1. Evaluate how much money you would actually require. Tuition prices are increasing almost daily. Even if your parents had the foresight and opportunity to set up a college fund for you, that money might not be enough. And in addition to tuition you need to cover books, food, gas, dorm fees, etc. State universities can charge over a hundred thousand dollars for an undergraduate degree.
2. Work on yourself! It should really come as the first step. Scholarships are aimed to support deserving young people that would not be able to afford a good education otherwise, so make yourself worthy of such a support.
3. Submit your applications at the earliest convenience. Grants are a lot like free doughnuts this way: come too late and they will be long gone. If you want to increase your chances, start early and go big. Send out as many applications as you can. This way you not only increase your chances, but get better at the process itself. Additionally, just one scholarship may not be enough to cover all your expenses, so don’t miss even the least feasible chance at money.
4. Double check your application. You don’t want to lose your chance because of a misprint or a wrong date. Free Application for Federal Student Aid (FAFSA) can just throw your submission out if it doesn’t meet the requirements. Admittedly though, the directions are pretty easy to follow.

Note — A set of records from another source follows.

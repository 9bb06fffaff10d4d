// Copyright 2026 Daniel Pelikan
//
// Licensed under the Apache License, Version 2.0 (the "License");
// you may not use this file except in compliance with the License.
// You may obtain a copy of the License at
//
//     http://www.apache.org/licenses/LICENSE-2.0
//
// Unless required by applicable law or agreed to in writing, software
// distributed under the License is distributed on an "AS IS" BASIS,
// WITHOUT WARRANTIES OR CONDITIONS OF ANY KIND, either express or implied.
// See the License for the specific language governing permissions and
// limitations under the License.

//! Reference storage adapters used by the daemon.

mod known_device;
mod sqlite;

pub use known_device::KnownDevice;
pub use sqlite::DrinkHistory;
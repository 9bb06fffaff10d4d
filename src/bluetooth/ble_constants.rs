// Copyright 2026 Daniel Pelikan
//
// Licensed under the Apache License, Version 2.0 (the "License");
// you may not use this file except in compliance with the License.
// You may obtain a copy of the License at
//
//     http://www.apache.org/licenses/LICENSE-2.0
//
// Unless required by applicable law or agreed to in writing, software
// distributed under the License is distributed on an "AS IS" BASIS,
// WITHOUT WARRANTIES OR CONDITIONS OF ANY KIND, either express or implied.
// See the License for the specific language governing permissions and
// limitations under the License.

//! BLE service and characteristic UUIDs for the bottle firmware.

use uuid::Uuid;

/// Bottle GATT service UUID.
pub const SERVICE_UUID: Uuid = Uuid::from_u128(0x6f75_0000_b5a3_f393_e0a9_e50e24dcca9e);

/// Current state characteristic UUID.
/// Properties: Read, Notify
pub const CURRENT_STATE_UUID: Uuid = Uuid::from_u128(0x6f75_0001_b5a3_f393_e0a9_e50e24dcca9e);

/// Bottle config characteristic UUID.
/// Properties: Read, Write
pub const BOTTLE_CONFIG_UUID: Uuid = Uuid::from_u128(0x6f75_0002_b5a3_f393_e0a9_e50e24dcca9e);

/// Sync control characteristic UUID.
/// Properties: Read, Write, Notify
pub const SYNC_CONTROL_UUID: Uuid = Uuid::from_u128(0x6f75_0003_b5a3_f393_e0a9_e50e24dcca9e);

/// Drink data (bulk transfer) characteristic UUID.
/// Properties: Notify
pub const DRINK_DATA_UUID: Uuid = Uuid::from_u128(0x6f75_0004_b5a3_f393_e0a9_e50e24dcca9e);

/// Command characteristic UUID.
/// Properties: Write
pub const COMMAND_UUID: Uuid = Uuid::from_u128(0x6f75_0005_b5a3_f393_e0a9_e50e24dcca9e);

/// Device settings characteristic UUID.
/// Properties: Read, Write
pub const DEVICE_SETTINGS_UUID: Uuid = Uuid::from_u128(0x6f75_0006_b5a3_f393_e0a9_e50e24dcca9e);

/// Calibration state characteristic UUID (optional on older firmware).
/// Properties: Read, Notify
pub const CALIBRATION_STATE_UUID: Uuid =
    Uuid::from_u128(0x6f75_0007_b5a3_f393_e0a9_e50e24dcca9e);

/// Activity stats characteristic UUID (optional on older firmware).
/// Properties: Read, Notify
pub const ACTIVITY_STATS_UUID: Uuid = Uuid::from_u128(0x6f75_0008_b5a3_f393_e0a9_e50e24dcca9e);

/// Advertised name prefix of bottle firmware.
pub const DEFAULT_NAME_PREFIX: &str = "Aquavate";

/// Protocol timing.
pub mod timing {
    use std::time::Duration;

    /// No matching advertisement within this window ends the scan.
    pub const SCAN_TIMEOUT: Duration = Duration::from_secs(10);

    /// Link establishment plus discovery must finish within this window.
    pub const CONNECTION_TIMEOUT: Duration = Duration::from_secs(10);

    /// Inactivity window after which a connected bottle is released.
    pub const IDLE_DISCONNECT: Duration = Duration::from_secs(60);

    /// Pause between an unexpected disconnect and the reconnect scan burst.
    pub const RECONNECT_GRACE: Duration = Duration::from_millis(1500);

    /// Length of the reconnect scan burst.
    pub const RECONNECT_SCAN: Duration = Duration::from_secs(10);

    /// Maximum gap between chunks of an active sync.
    pub const SYNC_INACTIVITY: Duration = Duration::from_secs(10);

    /// Wait for the CurrentState that confirms a delete.
    pub const DELETE_CONFIRMATION: Duration = Duration::from_secs(5);

    /// Hard limit on a single calibration measurement.
    pub const CALIBRATION_MEASUREMENT: Duration = Duration::from_secs(30);

    /// Device-side persistence window after calibration data is written.
    pub const CALIBRATION_SAVE_GRACE: Duration = Duration::from_secs(1);

    /// Progress estimate refresh interval while measuring.
    pub const CALIBRATION_PROGRESS_TICK: Duration = Duration::from_millis(500);

    /// Per-chunk wait for diagnostics fetches.
    pub const DIAGNOSTICS_FETCH: Duration = Duration::from_secs(5);
}

#[cfg(test)]
mod tests {
    use super::*;

    #[test]
    fn test_uuid_format() {
        assert_eq!(
            SERVICE_UUID.to_string().to_lowercase(),
            "6f750000-b5a3-f393-e0a9-e50e24dcca9e"
        );
        assert_eq!(
            DRINK_DATA_UUID.to_string().to_lowercase(),
            "6f750004-b5a3-f393-e0a9-e50e24dcca9e"
        );
    }

    #[test]
    fn test_characteristic_uuids_are_distinct() {
        let all = [
            CURRENT_STATE_UUID,
            BOTTLE_CONFIG_UUID,
            SYNC_CONTROL_UUID,
            DRINK_DATA_UUID,
            COMMAND_UUID,
            DEVICE_SETTINGS_UUID,
            CALIBRATION_STATE_UUID,
            ACTIVITY_STATS_UUID,
        ];
        for (i, a) in all.iter().enumerate() {
            for b in &all[i + 1..] {
                assert_ne!(a, b);
            }
        }
    }
}
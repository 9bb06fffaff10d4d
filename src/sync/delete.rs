// Copyright 2026 Daniel Pelikan
//
// Licensed under the Apache License, Version 2.0 (the "License");
// you may not use this file except in compliance with the License.
// You may obtain a copy of the License at
//
//     http://www.apache.org/licenses/LICENSE-2.0
//
// Unless required by applicable law or agreed to in writing, software
// distributed under the License is distributed on an "AS IS" BASIS,
// WITHOUT WARRANTIES OR CONDITIONS OF ANY KIND, either express or implied.
// See the License for the specific language governing permissions and
// limitations under the License.

//! Pessimistic delete handshake.
//!
//! The bottle has no explicit delete ack. The next CurrentState notification
//! after the delete command is taken as confirmation that the record is gone
//! and the daily total recalculated.

use tokio::sync::oneshot;
use tracing::{debug, warn};

use crate::bluetooth::protocol::DeviceCommand;

/// A delete waiting for confirmation.
#[derive(Debug)]
pub struct PendingDelete {
    pub record_id: u32,
    reply: oneshot::Sender<bool>,
}

impl PendingDelete {
    /// Report the outcome to the requester.
    pub fn resolve(self, confirmed: bool) {
        if self.reply.send(confirmed).is_err() {
            debug!("Delete requester for {} went away", self.record_id);
        }
    }
}

/// Tracks the single in-flight delete.
#[derive(Debug, Default)]
pub struct DeleteTracker {
    pending: Option<PendingDelete>,
}

impl DeleteTracker {
    pub fn new() -> Self {
        Self::default()
    }

    pub fn is_pending(&self) -> bool {
        self.pending.is_some()
    }

    /// Register a delete and return the command to write. A second delete
    /// while one is pending is refused right away.
    pub fn begin(&mut self, record_id: u32, reply: oneshot::Sender<bool>) -> Option<DeviceCommand> {
        if let Some(pending) = &self.pending {
            warn!(
                "Delete of {} refused, {} still awaiting confirmation",
                record_id, pending.record_id
            );
            let _ = reply.send(false);
            return None;
        }

        self.pending = Some(PendingDelete { record_id, reply });
        Some(DeviceCommand::DeleteDrinkRecord(record_id))
    }

    /// Take the pending delete, e.g. on confirmation, timeout or disconnect.
    pub fn take(&mut self) -> Option<PendingDelete> {
        self.pending.take()
    }
}

#[cfg(test)]
mod tests {
    use super::*;

    #[test]
    fn test_single_pending_delete() {
        let mut tracker = DeleteTracker::new();
        let (tx1, _rx1) = oneshot::channel();
        let (tx2, mut rx2) = oneshot::channel();

        assert_eq!(
            tracker.begin(7, tx1),
            Some(DeviceCommand::DeleteDrinkRecord(7))
        );
        assert!(tracker.is_pending());

        assert_eq!(tracker.begin(8, tx2), None);
        assert_eq!(rx2.try_recv(), Ok(false));
    }

    #[test]
    fn test_resolve_reports_outcome() {
        let mut tracker = DeleteTracker::new();
        let (tx, mut rx) = oneshot::channel();
        tracker.begin(7, tx);

        let pending = tracker.take().unwrap();
        assert_eq!(pending.record_id, 7);
        pending.resolve(true);
        assert_eq!(rx.try_recv(), Ok(true));
        assert!(!tracker.is_pending());
        assert!(tracker.take().is_none());
    }
}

5. Do your research. Using the Internet as a tool, you can find out which universities offer the biggest number of grants for your subject. Concentrate your offers there. Additionally, you can find out what will make you a more attractive recipient for a scholarship and mold yourself in that image.
6. Add a personal touch. If you have your heart set on a specific institution, take some time to visit it and speak to the financial help department. They have a wealth of information on programs that you can benefit from. If the school is too far away or you simply don’t have time, call or write a letter instead.
7.Look for help locally. Where do your parents work? Many big companies have grants for children of their employees. There can also be opportunities at your church, club, or volunteer organization. If you are a person of color, there are some scholarships aimed at ethnic minorities you might take advantage of.
Generally, just be persistent and don’t despair if the first responses will be rejections.